RECORDS SHOWN:
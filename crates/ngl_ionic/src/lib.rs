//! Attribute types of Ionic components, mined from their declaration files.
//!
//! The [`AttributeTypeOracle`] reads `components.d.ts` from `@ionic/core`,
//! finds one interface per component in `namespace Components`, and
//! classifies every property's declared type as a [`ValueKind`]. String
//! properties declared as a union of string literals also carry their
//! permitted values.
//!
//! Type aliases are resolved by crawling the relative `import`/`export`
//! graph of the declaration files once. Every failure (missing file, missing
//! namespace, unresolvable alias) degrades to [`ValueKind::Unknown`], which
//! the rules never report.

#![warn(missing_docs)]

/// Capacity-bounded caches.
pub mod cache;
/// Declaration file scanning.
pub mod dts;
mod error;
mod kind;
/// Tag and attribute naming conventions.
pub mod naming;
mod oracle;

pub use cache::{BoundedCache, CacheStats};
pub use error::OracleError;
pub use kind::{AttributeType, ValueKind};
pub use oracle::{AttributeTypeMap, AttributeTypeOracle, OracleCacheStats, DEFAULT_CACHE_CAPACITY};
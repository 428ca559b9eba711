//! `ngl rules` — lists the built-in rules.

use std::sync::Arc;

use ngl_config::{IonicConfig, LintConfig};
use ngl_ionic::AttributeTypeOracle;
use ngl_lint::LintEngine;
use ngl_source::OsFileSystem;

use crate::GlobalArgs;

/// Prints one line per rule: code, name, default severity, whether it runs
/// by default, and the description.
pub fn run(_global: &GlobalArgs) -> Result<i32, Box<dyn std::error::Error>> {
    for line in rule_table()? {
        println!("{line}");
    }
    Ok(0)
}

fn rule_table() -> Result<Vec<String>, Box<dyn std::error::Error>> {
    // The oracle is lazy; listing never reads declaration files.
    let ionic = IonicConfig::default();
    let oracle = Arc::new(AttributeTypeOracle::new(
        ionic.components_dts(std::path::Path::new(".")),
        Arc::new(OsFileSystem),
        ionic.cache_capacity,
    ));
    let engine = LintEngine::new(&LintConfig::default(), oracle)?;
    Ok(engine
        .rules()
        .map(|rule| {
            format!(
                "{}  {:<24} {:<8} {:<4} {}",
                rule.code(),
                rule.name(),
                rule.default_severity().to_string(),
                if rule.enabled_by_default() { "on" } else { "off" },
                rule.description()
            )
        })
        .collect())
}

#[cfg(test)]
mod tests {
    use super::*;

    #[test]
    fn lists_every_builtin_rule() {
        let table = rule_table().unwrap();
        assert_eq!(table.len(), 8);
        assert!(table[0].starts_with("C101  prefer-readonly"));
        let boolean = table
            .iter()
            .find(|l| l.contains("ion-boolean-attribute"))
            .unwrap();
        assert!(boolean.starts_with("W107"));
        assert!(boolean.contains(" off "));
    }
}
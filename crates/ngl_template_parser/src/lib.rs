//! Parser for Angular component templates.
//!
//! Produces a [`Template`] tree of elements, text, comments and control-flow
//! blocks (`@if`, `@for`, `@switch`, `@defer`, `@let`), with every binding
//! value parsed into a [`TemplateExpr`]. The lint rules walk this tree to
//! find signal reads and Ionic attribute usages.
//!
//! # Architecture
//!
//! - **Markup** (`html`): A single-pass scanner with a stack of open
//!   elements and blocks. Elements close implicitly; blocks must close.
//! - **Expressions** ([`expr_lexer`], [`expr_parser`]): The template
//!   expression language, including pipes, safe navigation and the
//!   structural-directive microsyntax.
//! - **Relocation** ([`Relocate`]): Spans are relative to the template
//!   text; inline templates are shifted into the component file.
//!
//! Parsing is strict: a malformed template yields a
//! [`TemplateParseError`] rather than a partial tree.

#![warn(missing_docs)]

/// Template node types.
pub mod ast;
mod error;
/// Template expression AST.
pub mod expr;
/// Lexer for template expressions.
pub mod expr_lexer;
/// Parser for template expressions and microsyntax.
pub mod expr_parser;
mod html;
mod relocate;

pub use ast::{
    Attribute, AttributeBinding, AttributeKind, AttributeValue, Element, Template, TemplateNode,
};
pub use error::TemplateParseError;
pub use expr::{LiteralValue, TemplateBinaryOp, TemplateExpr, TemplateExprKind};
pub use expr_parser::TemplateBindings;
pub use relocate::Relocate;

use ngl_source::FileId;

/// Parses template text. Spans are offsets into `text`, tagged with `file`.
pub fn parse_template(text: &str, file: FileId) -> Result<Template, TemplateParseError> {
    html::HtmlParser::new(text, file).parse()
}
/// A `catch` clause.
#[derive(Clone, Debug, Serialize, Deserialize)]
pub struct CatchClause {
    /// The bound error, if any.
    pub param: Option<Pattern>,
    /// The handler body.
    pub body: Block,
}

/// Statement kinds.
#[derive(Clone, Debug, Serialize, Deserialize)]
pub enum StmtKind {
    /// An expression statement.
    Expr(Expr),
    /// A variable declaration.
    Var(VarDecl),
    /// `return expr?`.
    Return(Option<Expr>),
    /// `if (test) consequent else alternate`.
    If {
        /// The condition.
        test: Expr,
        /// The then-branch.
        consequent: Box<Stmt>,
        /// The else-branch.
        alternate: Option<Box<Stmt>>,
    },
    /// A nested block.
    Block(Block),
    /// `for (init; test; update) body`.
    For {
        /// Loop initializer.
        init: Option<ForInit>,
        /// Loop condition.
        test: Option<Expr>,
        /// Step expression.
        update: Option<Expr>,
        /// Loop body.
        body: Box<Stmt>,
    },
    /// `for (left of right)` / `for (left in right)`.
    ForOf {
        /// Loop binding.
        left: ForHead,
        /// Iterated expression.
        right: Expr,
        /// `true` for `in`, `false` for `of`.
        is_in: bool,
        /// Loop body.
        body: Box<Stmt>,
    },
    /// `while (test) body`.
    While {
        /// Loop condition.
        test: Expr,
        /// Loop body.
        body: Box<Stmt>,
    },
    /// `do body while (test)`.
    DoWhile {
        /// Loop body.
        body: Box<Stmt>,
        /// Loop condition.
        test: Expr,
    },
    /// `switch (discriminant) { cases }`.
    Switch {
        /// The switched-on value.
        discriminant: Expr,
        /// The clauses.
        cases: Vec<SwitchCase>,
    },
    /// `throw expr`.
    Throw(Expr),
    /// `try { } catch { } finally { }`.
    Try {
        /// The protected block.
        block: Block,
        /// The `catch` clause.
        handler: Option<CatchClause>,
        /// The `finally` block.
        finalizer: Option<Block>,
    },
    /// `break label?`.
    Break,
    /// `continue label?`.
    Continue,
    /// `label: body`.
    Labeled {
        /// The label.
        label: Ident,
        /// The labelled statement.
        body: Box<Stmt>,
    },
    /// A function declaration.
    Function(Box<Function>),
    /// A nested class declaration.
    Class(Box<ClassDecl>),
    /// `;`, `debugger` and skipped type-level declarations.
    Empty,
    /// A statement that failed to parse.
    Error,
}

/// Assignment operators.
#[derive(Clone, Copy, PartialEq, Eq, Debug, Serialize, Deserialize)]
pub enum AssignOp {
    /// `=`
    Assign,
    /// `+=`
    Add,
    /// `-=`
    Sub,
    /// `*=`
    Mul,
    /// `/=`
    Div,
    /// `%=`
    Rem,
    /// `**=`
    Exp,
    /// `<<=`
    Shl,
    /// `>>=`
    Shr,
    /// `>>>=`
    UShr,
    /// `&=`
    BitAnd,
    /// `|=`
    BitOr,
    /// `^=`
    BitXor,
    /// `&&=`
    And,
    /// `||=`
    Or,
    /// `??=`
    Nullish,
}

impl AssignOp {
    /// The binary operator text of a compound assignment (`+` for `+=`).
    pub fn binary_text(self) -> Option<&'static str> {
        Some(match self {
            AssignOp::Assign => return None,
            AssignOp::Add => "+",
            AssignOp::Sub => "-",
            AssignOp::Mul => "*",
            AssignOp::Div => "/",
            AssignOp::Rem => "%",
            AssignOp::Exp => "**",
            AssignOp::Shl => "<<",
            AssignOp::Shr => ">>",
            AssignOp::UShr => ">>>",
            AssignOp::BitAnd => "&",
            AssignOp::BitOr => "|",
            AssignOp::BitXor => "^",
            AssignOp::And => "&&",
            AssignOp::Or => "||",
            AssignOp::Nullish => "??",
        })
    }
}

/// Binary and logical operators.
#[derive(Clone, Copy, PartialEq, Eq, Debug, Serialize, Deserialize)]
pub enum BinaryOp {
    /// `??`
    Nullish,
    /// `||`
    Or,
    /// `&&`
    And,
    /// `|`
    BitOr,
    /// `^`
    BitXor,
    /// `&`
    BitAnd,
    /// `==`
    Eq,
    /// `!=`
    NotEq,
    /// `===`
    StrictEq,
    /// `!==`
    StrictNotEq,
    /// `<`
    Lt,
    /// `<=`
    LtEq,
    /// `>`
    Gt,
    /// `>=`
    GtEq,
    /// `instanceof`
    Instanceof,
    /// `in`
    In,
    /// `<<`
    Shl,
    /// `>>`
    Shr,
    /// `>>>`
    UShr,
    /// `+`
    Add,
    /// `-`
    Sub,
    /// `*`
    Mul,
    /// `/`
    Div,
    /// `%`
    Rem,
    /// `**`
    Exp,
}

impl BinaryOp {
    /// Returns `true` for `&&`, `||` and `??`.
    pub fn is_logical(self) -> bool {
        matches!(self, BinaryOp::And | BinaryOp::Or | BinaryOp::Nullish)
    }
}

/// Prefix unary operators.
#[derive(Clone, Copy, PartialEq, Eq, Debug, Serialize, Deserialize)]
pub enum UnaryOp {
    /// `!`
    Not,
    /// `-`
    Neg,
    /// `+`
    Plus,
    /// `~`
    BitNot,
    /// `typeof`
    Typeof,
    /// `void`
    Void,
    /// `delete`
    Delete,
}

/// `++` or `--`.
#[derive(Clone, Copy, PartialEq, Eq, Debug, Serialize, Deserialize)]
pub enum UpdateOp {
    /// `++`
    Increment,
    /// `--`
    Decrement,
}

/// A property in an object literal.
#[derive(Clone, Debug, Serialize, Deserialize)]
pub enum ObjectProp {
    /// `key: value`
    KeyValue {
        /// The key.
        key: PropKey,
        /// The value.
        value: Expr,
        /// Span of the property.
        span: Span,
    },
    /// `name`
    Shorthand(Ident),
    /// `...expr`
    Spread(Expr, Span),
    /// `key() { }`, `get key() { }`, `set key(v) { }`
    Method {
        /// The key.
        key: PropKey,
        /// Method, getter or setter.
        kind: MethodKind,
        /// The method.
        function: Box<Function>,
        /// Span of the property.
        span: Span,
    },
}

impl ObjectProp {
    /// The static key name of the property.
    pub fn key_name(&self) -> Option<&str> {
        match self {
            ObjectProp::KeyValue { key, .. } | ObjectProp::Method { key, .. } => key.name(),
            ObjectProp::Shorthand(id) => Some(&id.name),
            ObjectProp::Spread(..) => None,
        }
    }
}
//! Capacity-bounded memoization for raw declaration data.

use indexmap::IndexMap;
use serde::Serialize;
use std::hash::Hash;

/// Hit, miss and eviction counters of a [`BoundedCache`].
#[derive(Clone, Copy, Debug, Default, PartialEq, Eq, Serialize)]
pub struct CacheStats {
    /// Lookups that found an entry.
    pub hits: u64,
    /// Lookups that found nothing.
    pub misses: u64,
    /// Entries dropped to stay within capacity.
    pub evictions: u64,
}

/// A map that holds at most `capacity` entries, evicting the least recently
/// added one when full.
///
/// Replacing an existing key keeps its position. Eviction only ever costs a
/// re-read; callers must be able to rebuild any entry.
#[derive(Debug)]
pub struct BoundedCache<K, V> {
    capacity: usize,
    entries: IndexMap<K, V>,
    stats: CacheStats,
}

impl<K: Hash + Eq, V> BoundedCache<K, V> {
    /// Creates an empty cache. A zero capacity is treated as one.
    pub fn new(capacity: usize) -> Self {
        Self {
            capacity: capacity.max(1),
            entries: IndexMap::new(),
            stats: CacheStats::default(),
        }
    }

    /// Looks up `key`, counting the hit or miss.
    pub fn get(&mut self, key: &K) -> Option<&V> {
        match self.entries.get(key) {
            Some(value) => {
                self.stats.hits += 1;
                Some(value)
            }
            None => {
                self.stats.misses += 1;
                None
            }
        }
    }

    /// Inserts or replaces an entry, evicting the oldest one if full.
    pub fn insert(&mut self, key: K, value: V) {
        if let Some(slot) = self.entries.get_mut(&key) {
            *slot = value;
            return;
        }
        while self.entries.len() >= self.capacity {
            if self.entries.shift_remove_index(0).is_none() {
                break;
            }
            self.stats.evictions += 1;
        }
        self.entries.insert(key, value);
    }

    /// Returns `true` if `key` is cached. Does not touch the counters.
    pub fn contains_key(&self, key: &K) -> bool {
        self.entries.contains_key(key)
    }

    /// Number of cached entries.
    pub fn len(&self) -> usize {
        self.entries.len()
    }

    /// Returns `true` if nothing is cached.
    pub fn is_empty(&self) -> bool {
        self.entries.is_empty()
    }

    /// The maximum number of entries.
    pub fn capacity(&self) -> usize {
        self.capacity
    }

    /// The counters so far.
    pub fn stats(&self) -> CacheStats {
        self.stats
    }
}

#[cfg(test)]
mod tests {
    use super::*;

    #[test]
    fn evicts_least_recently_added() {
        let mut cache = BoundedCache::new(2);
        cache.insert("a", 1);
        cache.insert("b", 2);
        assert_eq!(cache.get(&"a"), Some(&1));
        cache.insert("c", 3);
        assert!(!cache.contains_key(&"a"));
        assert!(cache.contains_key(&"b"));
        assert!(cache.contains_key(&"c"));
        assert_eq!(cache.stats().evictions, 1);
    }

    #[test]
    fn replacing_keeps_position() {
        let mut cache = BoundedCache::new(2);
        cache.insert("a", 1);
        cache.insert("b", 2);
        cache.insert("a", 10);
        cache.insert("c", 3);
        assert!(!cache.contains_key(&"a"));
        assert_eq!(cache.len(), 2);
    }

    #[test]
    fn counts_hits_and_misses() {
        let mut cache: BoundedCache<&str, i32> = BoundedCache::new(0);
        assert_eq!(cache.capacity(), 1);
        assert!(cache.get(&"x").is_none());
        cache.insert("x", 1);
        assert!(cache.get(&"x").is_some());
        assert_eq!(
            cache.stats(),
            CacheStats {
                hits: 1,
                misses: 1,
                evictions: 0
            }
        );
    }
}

ASSIGNMENT: In the entries above, identify every line with the string "that".

RESPONSE AREA:
    /// A statement that failed to parse.
    /// Lookups that found an entry.
    /// Lookups that found nothing.
/// A map that holds at most `capacity` entries, evicting the least recently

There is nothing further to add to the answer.